Dive Brief:
- Boston Scientific’s modular cardiac rhythm management system met pre-specified safety and efficacy endpoints in a pivotal clinical trial, the company said Saturday at the Heart Rhythm Society annual meeting.
- The company designed the system, which consists of an implantable defibrillator and leadless pacemaker, for people who are at risk of sudden cardiac death from ventricular arrhythmias that existing subcutaneous implantable cardioverter-defibrillators (ICDs) are unable to treat.
- J.P. Morgan analysts said Boston Scientific reported “good results” and “solid” safety data, with the trial beating the performance goals for communication success and pacing thresholds.
Dive Insight:
Subcutaneous ICDs have overcome the lead-related complications associated with transvenous devices, according to Boston Scientific’s study that was simultaneously published in The New England Journal of Medicine. However, subcutaneous devices are unable to provide prolonged bradycardia or antitachycardia pacing therapy. The limitation means subcutaneous ICDs cannot be used in patients who require antitachycardia pacing to stop arrhythmias.

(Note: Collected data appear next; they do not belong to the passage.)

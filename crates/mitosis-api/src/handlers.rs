//! REST API handlers.
//!
//! The split handler maps the bearer token to a [`Caller`] and leaves the
//! privilege decision to the orchestrator, so an unauthenticated request
//! fails the same way an unprivileged internal caller would.

use axum::Json;
use axum::extract::{Path, State};
use axum::http::{HeaderMap, StatusCode, header};
use axum::response::IntoResponse;
use serde::Serialize;
use tracing::{info, warn};

use mitosis_split::{Caller, SplitError, SplitErrorKind, SplitPhase, SplitShardRequest};

use crate::ApiState;

/// Response wrapper for consistent API format.
#[derive(Serialize)]
struct ApiResponse<T: Serialize> {
    success: bool,
    #[serde(skip_serializing_if = "Option::is_none")]
    data: Option<T>,
    #[serde(skip_serializing_if = "Option::is_none")]
    error: Option<ApiError>,
}

/// Structured error body.
#[derive(Debug, Serialize)]
struct ApiError {
    code: String,
    message: String,
    #[serde(skip_serializing_if = "Option::is_none")]
    phase: Option<SplitPhase>,
    #[serde(skip_serializing_if = "Option::is_none")]
    shard: Option<String>,
}

impl<T: Serialize> ApiResponse<T> {
    fn ok(data: T) -> Json<Self> {
        Json(Self {
            success: true,
            data: Some(data),
            error: None,
        })
    }
}

fn error_response(code: &str, msg: &str, status: StatusCode) -> impl IntoResponse {
    respond_error(
        ApiError {
            code: code.to_string(),
            message: msg.to_string(),
            phase: None,
            shard: None,
        },
        status,
    )
}

fn split_error_response(err: SplitError) -> impl IntoResponse {
    let status = status_for(&err.kind);
    respond_error(
        ApiError {
            code: err.kind.code().to_string(),
            message: err.kind.to_string(),
            phase: Some(err.phase),
            shard: err.shard,
        },
        status,
    )
}

fn respond_error(error: ApiError, status: StatusCode) -> impl IntoResponse {
    (
        status,
        Json(ApiResponse::<()> {
            success: false,
            data: None,
            error: Some(error),
        }),
    )
}

/// HTTP status for a split failure.
fn status_for(kind: &SplitErrorKind) -> StatusCode {
    match kind {
        SplitErrorKind::Unauthorized(_) => StatusCode::UNAUTHORIZED,
        SplitErrorKind::UnsupportedConfiguration(_) => StatusCode::BAD_REQUEST,
        SplitErrorKind::MetadataConflict(_) => StatusCode::CONFLICT,
        SplitErrorKind::NotFound(_) | SplitErrorKind::ShardNotFound(_) => StatusCode::NOT_FOUND,
        SplitErrorKind::ShardUnreachable(_) | SplitErrorKind::CommandFailed(_) => {
            StatusCode::BAD_GATEWAY
        }
        SplitErrorKind::Timeout(_) | SplitErrorKind::DeadlineExceeded => {
            StatusCode::GATEWAY_TIMEOUT
        }
        SplitErrorKind::Cancelled => StatusCode::SERVICE_UNAVAILABLE,
        SplitErrorKind::WriteConcernFailure(_) | SplitErrorKind::Catalog(_) => {
            StatusCode::INTERNAL_SERVER_ERROR
        }
    }
}

/// `Caller` for the request's `Authorization: Bearer <token>` header.
fn caller_from(headers: &HeaderMap, admin_token: Option<&str>) -> Caller {
    let presented = headers
        .get(header::AUTHORIZATION)
        .and_then(|v| v.to_str().ok())
        .and_then(|v| v.strip_prefix("Bearer "));
    match (presented, admin_token) {
        (Some(presented), Some(expected)) if presented == expected => Caller::internal(),
        _ => Caller::unprivileged(),
    }
}

// ── Admin ──────────────────────────────────────────────────────

/// POST /api/v1/admin/split-shard
pub async fn split_shard(
    State(state): State<ApiState>,
    headers: HeaderMap,
    Json(req): Json<SplitShardRequest>,
) -> impl IntoResponse {
    let Ok(_running) = state.split_lock.try_lock() else {
        warn!(from_shard = %req.from_shard, "split shard rejected, another split is running");
        return error_response(
            "Busy",
            "another split shard operation is in progress",
            StatusCode::CONFLICT,
        )
        .into_response();
    };

    let caller = caller_from(&headers, state.admin_token.as_deref());
    info!(
        from_shard = %req.from_shard,
        new_shard = %req.new_shard,
        internal = caller.internal,
        "split shard request received"
    );

    match state
        .orchestrator
        .split_shard(&state.operation_context(), &caller, &req)
        .await
    {
        Ok(report) => ApiResponse::ok(report).into_response(),
        Err(e) => split_error_response(e).into_response(),
    }
}

// ── Shards ─────────────────────────────────────────────────────

/// GET /api/v1/shards
pub async fn list_shards(State(state): State<ApiState>) -> impl IntoResponse {
    match state.catalog.list_shards() {
        Ok(shards) => ApiResponse::ok(shards).into_response(),
        Err(e) => error_response("Catalog", &e.to_string(), StatusCode::INTERNAL_SERVER_ERROR)
            .into_response(),
    }
}

/// GET /api/v1/shards/{id}/range-deletions
pub async fn list_range_deletions(
    State(state): State<ApiState>,
    Path(id): Path<String>,
) -> impl IntoResponse {
    let shard = match state.catalog.get_shard(&id) {
        Ok(Some(shard)) => shard,
        Ok(None) => {
            return error_response("ShardNotFound", "shard not found", StatusCode::NOT_FOUND)
                .into_response();
        }
        Err(e) => {
            return error_response("Catalog", &e.to_string(), StatusCode::INTERNAL_SERVER_ERROR)
                .into_response();
        }
    };
    let Some(store) = state.transport.shard(&shard.host) else {
        return error_response(
            "ShardUnreachable",
            &format!("no shard bound to host {}", shard.host),
            StatusCode::BAD_GATEWAY,
        )
        .into_response();
    };
    match store.list_range_deletions() {
        Ok(tasks) => ApiResponse::ok(tasks).into_response(),
        Err(e) => error_response("CommandFailed", &e.to_string(), StatusCode::INTERNAL_SERVER_ERROR)
            .into_response(),
    }
}

#[cfg(test)]
mod tests {
    use std::sync::Arc;

    use axum::http::HeaderValue;
    use semver::Version;

    use mitosis_catalog::{CatalogStore, DatabaseEntry, LogicalClock, ShardEntry};
    use mitosis_shard::{LocalTransport, ShardStore};
    use mitosis_split::{ClusterRole, NodeCapabilities, SplitConfig, SplitOrchestrator};

    use super::*;

    const TOKEN: &str = "s3cret";

    fn test_state() -> ApiState {
        test_state_with_role(ClusterRole::ConfigServer)
    }

    fn test_state_with_role(role: ClusterRole) -> ApiState {
        let catalog = CatalogStore::open_in_memory().unwrap();
        let shared = Arc::new(catalog.clone());
        let transport = Arc::new(LocalTransport::new());
        for (id, host) in [("rs0", "rs0/a:27018"), ("newShard", "newShard/b:27018")] {
            catalog
                .put_shard(&ShardEntry {
                    id: id.to_string(),
                    host: host.to_string(),
                })
                .unwrap();
            transport.register(host, ShardStore::open_in_memory(id, shared.clone()).unwrap());
        }
        let orchestrator = SplitOrchestrator::new(
            shared,
            transport.clone(),
            Arc::new(LogicalClock::new()),
            NodeCapabilities {
                role,
                feature_version: Version::new(4, 4, 0),
            },
            SplitConfig::default(),
        );
        ApiState::new(catalog, transport, Arc::new(orchestrator), Some(TOKEN.to_string()))
    }

    fn bearer(token: &str) -> HeaderMap {
        let mut headers = HeaderMap::new();
        headers.insert(
            header::AUTHORIZATION,
            HeaderValue::from_str(&format!("Bearer {token}")).unwrap(),
        );
        headers
    }

    fn request() -> SplitShardRequest {
        SplitShardRequest {
            from_shard: "rs0".to_string(),
            new_shard: "newShard".to_string(),
            remove_orphans: false,
            drop_orphaned_collections: false,
        }
    }

    #[test]
    fn caller_requires_matching_token() {
        assert!(caller_from(&bearer(TOKEN), Some(TOKEN)).internal);
        assert!(!caller_from(&bearer("wrong"), Some(TOKEN)).internal);
        assert!(!caller_from(&HeaderMap::new(), Some(TOKEN)).internal);
        assert!(!caller_from(&bearer(TOKEN), None).internal);
    }

    #[test]
    fn error_kinds_map_to_statuses() {
        assert_eq!(
            status_for(&SplitErrorKind::MetadataConflict("x".into())),
            StatusCode::CONFLICT
        );
        assert_eq!(
            status_for(&SplitErrorKind::ShardNotFound("x".into())),
            StatusCode::NOT_FOUND
        );
        assert_eq!(
            status_for(&SplitErrorKind::Timeout("x".into())),
            StatusCode::GATEWAY_TIMEOUT
        );
        assert_eq!(
            status_for(&SplitErrorKind::WriteConcernFailure("x".into())),
            StatusCode::INTERNAL_SERVER_ERROR
        );
    }

    #[tokio::test]
    async fn split_with_token_succeeds() {
        let state = test_state();
        state.catalog.put_database(&DatabaseEntry::new("test1", "rs0")).unwrap();
        state.catalog.put_database(&DatabaseEntry::new("test2", "rs0")).unwrap();

        let resp = split_shard(State(state.clone()), bearer(TOKEN), Json(request())).await;
        assert_eq!(resp.into_response().status(), StatusCode::OK);
        assert_eq!(
            state.catalog.get_database("test2").unwrap().unwrap().primary,
            "newShard"
        );
    }

    #[tokio::test]
    async fn split_without_token_is_unauthorized() {
        let state = test_state();
        let resp = split_shard(State(state), HeaderMap::new(), Json(request())).await;
        assert_eq!(resp.into_response().status(), StatusCode::UNAUTHORIZED);
    }

    #[tokio::test]
    async fn split_on_shard_server_is_unauthorized() {
        let state = test_state_with_role(ClusterRole::ShardServer);
        state.catalog.put_database(&DatabaseEntry::new("test1", "rs0")).unwrap();
        state.catalog.put_database(&DatabaseEntry::new("test2", "rs0")).unwrap();

        let resp = split_shard(State(state.clone()), bearer(TOKEN), Json(request())).await;
        assert_eq!(resp.into_response().status(), StatusCode::UNAUTHORIZED);
        assert_eq!(
            state.catalog.get_database("test2").unwrap().unwrap().primary,
            "rs0"
        );
    }

    #[tokio::test]
    async fn concurrent_split_is_busy() {
        let state = test_state();
        let _running = state.split_lock.clone().try_lock_owned().unwrap();

        let resp = split_shard(State(state.clone()), bearer(TOKEN), Json(request())).await;
        assert_eq!(resp.into_response().status(), StatusCode::CONFLICT);
    }

    #[tokio::test]
    async fn range_deletions_of_unknown_shard_is_not_found() {
        let state = test_state();
        let resp = list_range_deletions(State(state), Path("nope".to_string())).await;
        assert_eq!(resp.into_response().status(), StatusCode::NOT_FOUND);
    }

    #[tokio::test]
    async fn list_shards_returns_registry() {
        let state = test_state();
        let resp = list_shards(State(state)).await;
        assert_eq!(resp.into_response().status(), StatusCode::OK);
    }
}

Boston Scientific responded to the problem by creating a modular cardiac rhythm management system. The system features a leadless pacemaker wirelessly connected to an ICD. The subcutaneous ICD communicates with the leadless pacemaker for antitachycardia pacing delivery.
To test the system, Boston Scientific enrolled 293 people who were at risk for sudden death caused by ventricular arrhythmias that could be terminated by antitachycardia pacing. The clinical trial met all its pre-specified six-month safety and effectiveness endpoints, as Boston Scientific reported in NEJM.

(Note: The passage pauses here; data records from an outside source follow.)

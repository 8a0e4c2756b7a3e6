//! OperationContext: deadline and cancellation for one split run.
//!
//! Each phase runs through [`OperationContext::run`]; a cancel signal or an
//! expired deadline abandons the in-flight work and fails the phase.
//! Nothing already committed is undone.

use std::future::Future;
use std::time::Duration;

use tokio::sync::watch;
use tokio::time::Instant;

use crate::error::{SplitError, SplitErrorKind, SplitPhase, SplitResult};

/// Deadline and cancellation signal shared by every step of a run.
#[derive(Debug, Clone, Default)]
pub struct OperationContext {
    deadline: Option<Instant>,
    cancel: Option<watch::Receiver<bool>>,
}

/// Sender half of a context's cancellation signal.
#[derive(Debug)]
pub struct CancelHandle(watch::Sender<bool>);

impl CancelHandle {
    pub fn cancel(&self) {
        self.0.send_replace(true);
    }
}

impl OperationContext {
    pub fn new() -> Self {
        Self::default()
    }

    /// A context plus the handle that cancels it.
    pub fn cancellable() -> (Self, CancelHandle) {
        let (tx, rx) = watch::channel(false);
        (Self::new().with_cancellation(rx), CancelHandle(tx))
    }

    pub fn with_deadline(mut self, deadline: Instant) -> Self {
        self.deadline = Some(deadline);
        self
    }

    pub fn with_timeout(self, timeout: Duration) -> Self {
        self.with_deadline(Instant::now() + timeout)
    }

    /// Cancel the run once `signal` reads `true`.
    pub fn with_cancellation(mut self, signal: watch::Receiver<bool>) -> Self {
        self.cancel = Some(signal);
        self
    }

    pub fn is_cancelled(&self) -> bool {
        self.cancel.as_ref().is_some_and(|rx| *rx.borrow())
    }

    /// Drive `work` to completion unless the run is cancelled or its
    /// deadline passes first; either of those fails `phase`.
    pub async fn run<T, F>(&self, phase: SplitPhase, work: F) -> SplitResult<T>
    where
        F: Future<Output = SplitResult<T>>,
    {
        if self.is_cancelled() {
            return Err(SplitError::new(phase, SplitErrorKind::Cancelled));
        }
        let deadline = self.deadline;

        tokio::select! {
            biased;
            _ = cancelled(self.cancel.clone()) => {
                Err(SplitError::new(phase, SplitErrorKind::Cancelled))
            }
            _ = expired(deadline) => {
                Err(SplitError::new(phase, SplitErrorKind::DeadlineExceeded))
            }
            result = work => result,
        }
    }
}

async fn cancelled(signal: Option<watch::Receiver<bool>>) {
    let Some(mut rx) = signal else {
        return std::future::pending().await;
    };
    loop {
        let now = *rx.borrow_and_update();
        if now {
            return;
        }
        // Sender gone: cancellation can no longer happen.
        if rx.changed().await.is_err() {
            return std::future::pending().await;
        }
    }
}

async fn expired(deadline: Option<Instant>) {
    match deadline {
        Some(at) => tokio::time::sleep_until(at).await,
        None => std::future::pending().await,
    }
}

Boston Scientific said 97.5% of patients were free from leadless pacemaker-related major complications. Wireless-device communication was successful in 98.8% of tests, and 97.4% of patients had pacing thresholds in the target range. The results exceeded prespecified goals, causing the study to meet its two primary performance endpoints.
The system successfully terminated 61.3% of arrhythmia episodes by antitachycardia pacing. The authors of the NEJM paper said the result “appears similar to the 46 to 72% of pacing attempts that were shown to be successful in large trials of ICDs,” although performance differed in another area.

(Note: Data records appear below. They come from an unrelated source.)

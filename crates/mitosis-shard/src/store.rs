//! ShardStore: the shard-local state a split touches.
//!
//! Each shard keeps three redb tables: its physical collections, its
//! routing cache (the ranges it believes it owns, per namespace) and the
//! range deletion collection consumed by the background range deleter.
//! `execute` is the command entry point used by transports.

use std::path::Path;
use std::sync::Arc;
use std::time::{SystemTime, UNIX_EPOCH};

use redb::{Database, ReadableDatabase, ReadableTable, TableDefinition};
use serde::{Deserialize, Serialize};
use tracing::{debug, info};
use uuid::Uuid;

use mitosis_catalog::{
    ChunkRange, ChunkVersion, MetadataClient, Namespace, RangeDeletionTask, ReadConcern, ShardId,
};

use crate::command::{DropOutcome, ShardCommand, ShardReply};
use crate::error::{ShardError, ShardResult};

type JsonTable = TableDefinition<'static, &'static str, &'static [u8]>;

/// Physical collections keyed by namespace.
const COLLECTIONS: JsonTable = TableDefinition::new("collections");

/// Cached routing tables keyed by namespace.
const ROUTING_CACHE: JsonTable = TableDefinition::new("cache.collections");

/// Range deletion tasks keyed by task id.
const RANGE_DELETIONS: JsonTable = TableDefinition::new("range_deletions");

macro_rules! map_err {
    () => {
        |e| ShardError::Storage(e.to_string())
    };
}

/// A collection physically present on the shard.
#[derive(Debug, Clone, PartialEq, Serialize, Deserialize)]
pub struct PhysicalCollection {
    pub nss: Namespace,
    pub uuid: Uuid,
    pub created_at: u64,
}

/// The shard's view of one sharded collection's routing table.
#[derive(Debug, Clone, PartialEq, Serialize, Deserialize)]
pub struct CachedRoutingTable {
    pub nss: Namespace,
    /// Highest chunk version in the collection, `None` if it has no chunks.
    pub collection_version: Option<ChunkVersion>,
    /// Ranges this shard owns.
    pub owned: Vec<ChunkRange>,
    pub refreshed_at: u64,
}

/// Shard-local state, shareable across tasks.
#[derive(Clone)]
pub struct ShardStore {
    shard_id: ShardId,
    db: Arc<Database>,
    catalog: Arc<dyn MetadataClient>,
}

impl ShardStore {
    /// Open (or create) a persistent shard store at the given path.
    pub fn open(
        shard_id: &str,
        path: &Path,
        catalog: Arc<dyn MetadataClient>,
    ) -> ShardResult<Self> {
        let db = Database::create(path).map_err(map_err!())?;
        let store = Self {
            shard_id: shard_id.to_string(),
            db: Arc::new(db),
            catalog,
        };
        store.ensure_tables()?;
        debug!(shard = %shard_id, ?path, "shard store opened");
        Ok(store)
    }

    /// Create an ephemeral in-memory shard store (for testing).
    pub fn open_in_memory(shard_id: &str, catalog: Arc<dyn MetadataClient>) -> ShardResult<Self> {
        let backend = redb::backends::InMemoryBackend::new();
        let db = Database::builder()
            .create_with_backend(backend)
            .map_err(map_err!())?;
        let store = Self {
            shard_id: shard_id.to_string(),
            db: Arc::new(db),
            catalog,
        };
        store.ensure_tables()?;
        Ok(store)
    }

    fn ensure_tables(&self) -> ShardResult<()> {
        let txn = self.db.begin_write().map_err(map_err!())?;
        txn.open_table(COLLECTIONS).map_err(map_err!())?;
        txn.open_table(ROUTING_CACHE).map_err(map_err!())?;
        txn.open_table(RANGE_DELETIONS).map_err(map_err!())?;
        txn.commit().map_err(map_err!())?;
        Ok(())
    }

    pub fn shard_id(&self) -> &str {
        &self.shard_id
    }

    // ── Physical collections ───────────────────────────────────────

    /// Create a physical collection. Re-creating an existing one is a no-op.
    pub fn create_collection(&self, nss: &Namespace) -> ShardResult<PhysicalCollection> {
        if let Some(existing) = self.get_collection(nss)? {
            return Ok(existing);
        }
        let coll = PhysicalCollection {
            nss: nss.clone(),
            uuid: Uuid::new_v4(),
            created_at: epoch_secs(),
        };
        let value = serde_json::to_vec(&coll).map_err(map_err!())?;
        let txn = self.db.begin_write().map_err(map_err!())?;
        {
            let mut table = txn.open_table(COLLECTIONS).map_err(map_err!())?;
            table
                .insert(nss.as_str(), value.as_slice())
                .map_err(map_err!())?;
        }
        txn.commit().map_err(map_err!())?;
        debug!(shard = %self.shard_id, %nss, "collection created");
        Ok(coll)
    }

    pub fn get_collection(&self, nss: &Namespace) -> ShardResult<Option<PhysicalCollection>> {
        let txn = self.db.begin_read().map_err(map_err!())?;
        let table = txn.open_table(COLLECTIONS).map_err(map_err!())?;
        match table.get(nss.as_str()).map_err(map_err!())? {
            Some(guard) => Ok(Some(
                serde_json::from_slice(guard.value()).map_err(map_err!())?,
            )),
            None => Ok(None),
        }
    }

    /// Collection names (without the db prefix) in `db`.
    pub fn list_collections(&self, db: &str) -> ShardResult<Vec<String>> {
        let txn = self.db.begin_read().map_err(map_err!())?;
        let table = txn.open_table(COLLECTIONS).map_err(map_err!())?;
        let mut names = Vec::new();
        for entry in table.iter().map_err(map_err!())? {
            let (_, value) = entry.map_err(map_err!())?;
            let coll: PhysicalCollection = serde_json::from_slice(value.value()).map_err(map_err!())?;
            if coll.nss.db() == db {
                names.push(coll.nss.collection().to_string());
            }
        }
        Ok(names)
    }

    /// Drop a physical collection. Returns true if it existed.
    pub fn drop_collection(&self, nss: &Namespace) -> ShardResult<bool> {
        let txn = self.db.begin_write().map_err(map_err!())?;
        let existed;
        {
            let mut table = txn.open_table(COLLECTIONS).map_err(map_err!())?;
            existed = table.remove(nss.as_str()).map_err(map_err!())?.is_some();
        }
        txn.commit().map_err(map_err!())?;
        debug!(shard = %self.shard_id, %nss, existed, "collection dropped");
        Ok(existed)
    }

    // ── Range deletions ────────────────────────────────────────────

    /// Insert a batch of tasks in a single transaction.
    pub fn insert_range_deletions(&self, tasks: &[RangeDeletionTask]) -> ShardResult<usize> {
        let txn = self.db.begin_write().map_err(map_err!())?;
        {
            let mut table = txn.open_table(RANGE_DELETIONS).map_err(map_err!())?;
            for task in tasks {
                let key = task.id.to_string();
                let value = serde_json::to_vec(task).map_err(map_err!())?;
                table
                    .insert(key.as_str(), value.as_slice())
                    .map_err(map_err!())?;
            }
        }
        txn.commit().map_err(map_err!())?;
        debug!(shard = %self.shard_id, count = tasks.len(), "range deletion tasks inserted");
        Ok(tasks.len())
    }

    /// All pending range deletion tasks.
    pub fn list_range_deletions(&self) -> ShardResult<Vec<RangeDeletionTask>> {
        let txn = self.db.begin_read().map_err(map_err!())?;
        let table = txn.open_table(RANGE_DELETIONS).map_err(map_err!())?;
        let mut results = Vec::new();
        for entry in table.iter().map_err(map_err!())? {
            let (_, value) = entry.map_err(map_err!())?;
            results.push(serde_json::from_slice(value.value()).map_err(map_err!())?);
        }
        Ok(results)
    }

    // ── Routing cache ──────────────────────────────────────────────

    pub fn routing_cache(&self, nss: &Namespace) -> ShardResult<Option<CachedRoutingTable>> {
        let txn = self.db.begin_read().map_err(map_err!())?;
        let table = txn.open_table(ROUTING_CACHE).map_err(map_err!())?;
        match table.get(nss.as_str()).map_err(map_err!())? {
            Some(guard) => Ok(Some(
                serde_json::from_slice(guard.value()).map_err(map_err!())?,
            )),
            None => Ok(None),
        }
    }

    /// Rebuild the cached routing table for `nss` from the catalog.
    pub async fn refresh_routing_cache(&self, nss: &Namespace) -> ShardResult<CachedRoutingTable> {
        let chunks = self
            .catalog
            .chunks_of_collection(nss, ReadConcern::Majority)
            .await?;

        let collection_version = chunks
            .iter()
            .map(|c| c.version)
            .max_by_key(|v| (v.major, v.minor));
        let owned = chunks
            .iter()
            .filter(|c| c.shard == self.shard_id)
            .map(|c| c.range())
            .collect();
        let cached = CachedRoutingTable {
            nss: nss.clone(),
            collection_version,
            owned,
            refreshed_at: epoch_secs(),
        };

        let value = serde_json::to_vec(&cached).map_err(map_err!())?;
        let txn = self.db.begin_write().map_err(map_err!())?;
        {
            let mut table = txn.open_table(ROUTING_CACHE).map_err(map_err!())?;
            table
                .insert(nss.as_str(), value.as_slice())
                .map_err(map_err!())?;
        }
        txn.commit().map_err(map_err!())?;

        debug!(
            shard = %self.shard_id,
            %nss,
            owned = cached.owned.len(),
            version = ?cached.collection_version,
            "routing cache refreshed"
        );
        Ok(cached)
    }

    // ── Command entry point ────────────────────────────────────────

    /// Run one command against this shard.
    pub async fn execute(&self, command: ShardCommand) -> ShardResult<ShardReply> {
        match command {
            ShardCommand::FlushRoutingTableCacheUpdates {
                nss,
                sync_from_config,
            } => {
                if sync_from_config || self.routing_cache(&nss)?.is_none() {
                    self.refresh_routing_cache(&nss).await?;
                }
                Ok(ShardReply::Ok)
            }
            ShardCommand::ListCollections { db } => Ok(ShardReply::Collections {
                names: self.list_collections(&db)?,
            }),
            ShardCommand::Drop { db, collection } => {
                let nss = Namespace::new(&db, &collection);
                if self.drop_collection(&nss)? {
                    info!(shard = %self.shard_id, %nss, "dropped collection");
                    Ok(ShardReply::Dropped(DropOutcome::dropped()))
                } else {
                    Ok(ShardReply::Dropped(DropOutcome::namespace_not_found(&nss)))
                }
            }
            ShardCommand::InsertRangeDeletions { tasks } => Ok(ShardReply::Inserted {
                count: self.insert_range_deletions(&tasks)?,
            }),
        }
    }
}

fn epoch_secs() -> u64 {
    SystemTime::now()
        .duration_since(UNIX_EPOCH)
        .unwrap_or_default()
        .as_secs()
}

#[cfg(test)]
mod tests {
    use mitosis_catalog::{CatalogStore, Chunk, ClusterTimestamp};
    use serde_json::json;

    use super::*;
    use crate::command::ErrorCode;

    fn catalog_with_chunks() -> CatalogStore {
        let catalog = CatalogStore::open_in_memory().unwrap();
        let nss = Namespace::new("test4", "coll4");
        let epoch = Uuid::new_v4();
        for (i, shard) in ["rs0", "newShard"].iter().enumerate() {
            catalog
                .put_chunk(&Chunk {
                    nss: nss.clone(),
                    min: json!({ "_id": i * 10 }),
                    max: json!({ "_id": (i + 1) * 10 }),
                    shard: shard.to_string(),
                    version: ChunkVersion::new(epoch, 1, i as u32),
                    last_modified: ClusterTimestamp::new(1, 0),
                })
                .unwrap();
        }
        catalog
    }

    fn shard(id: &str, catalog: CatalogStore) -> ShardStore {
        ShardStore::open_in_memory(id, Arc::new(catalog)).unwrap()
    }

    #[test]
    fn collections_list_by_db() {
        let store = shard("rs0", CatalogStore::open_in_memory().unwrap());
        store.create_collection(&Namespace::new("test1", "coll1")).unwrap();
        store.create_collection(&Namespace::new("test1", "coll2")).unwrap();
        store.create_collection(&Namespace::new("test2", "coll1")).unwrap();

        assert_eq!(store.list_collections("test1").unwrap(), vec!["coll1", "coll2"]);
        assert!(store.list_collections("nope").unwrap().is_empty());
    }

    #[test]
    fn create_collection_is_idempotent() {
        let store = shard("rs0", CatalogStore::open_in_memory().unwrap());
        let nss = Namespace::new("test1", "coll1");
        let first = store.create_collection(&nss).unwrap();
        let second = store.create_collection(&nss).unwrap();
        assert_eq!(first.uuid, second.uuid);
    }

    #[tokio::test]
    async fn drop_missing_collection_reports_namespace_not_found() {
        let store = shard("rs0", CatalogStore::open_in_memory().unwrap());
        store.create_collection(&Namespace::new("test1", "coll1")).unwrap();

        let drop = |coll: &str| ShardCommand::Drop {
            db: "test1".to_string(),
            collection: coll.to_string(),
        };
        let first = store.execute(drop("coll1")).await.unwrap();
        assert_eq!(first, ShardReply::Dropped(DropOutcome::dropped()));

        let ShardReply::Dropped(second) = store.execute(drop("coll1")).await.unwrap() else {
            panic!("expected drop reply");
        };
        assert_eq!(second.command_error.unwrap().code, ErrorCode::NamespaceNotFound);
        assert!(second.write_concern_error.is_none());
    }

    #[tokio::test]
    async fn refresh_caches_owned_ranges_and_collection_version() {
        let store = shard("newShard", catalog_with_chunks());
        let nss = Namespace::new("test4", "coll4");
        assert!(store.routing_cache(&nss).unwrap().is_none());

        let reply = store
            .execute(ShardCommand::FlushRoutingTableCacheUpdates {
                nss: nss.clone(),
                sync_from_config: true,
            })
            .await
            .unwrap();
        assert_eq!(reply, ShardReply::Ok);

        let cached = store.routing_cache(&nss).unwrap().unwrap();
        assert_eq!(cached.owned.len(), 1);
        assert_eq!(cached.owned[0].min, json!({"_id": 10}));
        assert_eq!(cached.collection_version.unwrap().minor, 1);
    }

    #[tokio::test]
    async fn insert_range_deletions_persists_batch() {
        let store = shard("rs0", CatalogStore::open_in_memory().unwrap());
        let tasks: Vec<RangeDeletionTask> = (0..3)
            .map(|i| {
                RangeDeletionTask::delayed(
                    Namespace::new("test5", "coll5"),
                    Uuid::nil(),
                    "newShard",
                    ChunkRange {
                        min: json!({ "_id": i }),
                        max: json!({ "_id": i + 1 }),
                    },
                )
            })
            .collect();

        let reply = store
            .execute(ShardCommand::InsertRangeDeletions { tasks })
            .await
            .unwrap();
        assert_eq!(reply, ShardReply::Inserted { count: 3 });
        assert_eq!(store.list_range_deletions().unwrap().len(), 3);
    }

    #[test]
    fn persistence_survives_reopen() {
        let dir = tempfile::tempdir().unwrap();
        let path = dir.path().join("shard.redb");
        let catalog: Arc<dyn MetadataClient> = Arc::new(CatalogStore::open_in_memory().unwrap());

        {
            let store = ShardStore::open("rs0", &path, catalog.clone()).unwrap();
            store.create_collection(&Namespace::new("test1", "coll1")).unwrap();
        }

        let store = ShardStore::open("rs0", &path, catalog).unwrap();
        assert_eq!(store.list_collections("test1").unwrap(), vec!["coll1"]);
    }
}
//! mitosis-catalog: cluster ownership metadata for Mitosis.
//!
//! Backed by [redb](https://docs.rs/redb), holds the authoritative records of
//! which shard owns which database and which chunk ranges, the identities of
//! sharded collections, and the shard registry.
//!
//! # Architecture
//!
//! All records are JSON-serialized into redb's `&[u8]` value columns.
//! Chunks are keyed by `{namespace}|{min}` so that a collection's chunks sit
//! next to each other. Ownership changes (`commit_chunk_ownership`,
//! `commit_database_primary`) each run in one write transaction.
//!
//! The `CatalogStore` is `Clone` + `Send` + `Sync` (backed by `Arc<Database>`)
//! and is exposed to the rest of the system through the async
//! [`MetadataClient`] trait.

pub mod client;
pub mod clock;
pub mod error;
pub mod store;
pub mod tables;
pub mod types;

pub use client::MetadataClient;
pub use clock::LogicalClock;
pub use error::{CatalogError, CatalogResult};
pub use store::CatalogStore;
pub use types::*;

“Inappropriate shocks were delivered in 4.9% of patients, which is higher than the 2.1% at 6 months that was reported in a recent trial of a subcutaneous ICD,” the authors said. “Because most of the inappropriate shocks were delivered in response to slower ventricular arrhythmias, this finding may be attributable to patient selection and device programming.”
Boston Scientific expects to win Food and Drug Administration approval for the system in 2025.
Ken Stein, global chief medical officer at Boston Scientific, discussed the system and its potential to address a “big concern” people have had with implantable ICDs at an investor event last week.
“[It] gives people the ability to either do a staged procedure, start with the S-ICD, and if it turns out you need anti-tachycardia pacing, you can always get it later with this device and stay leadless. Or maybe for some patients, you can get both devices at the same time,” Stein said. “One of the big implications — if the data are positive and the device is approvable — will be what it does to unlock further growth with the S-ICD.”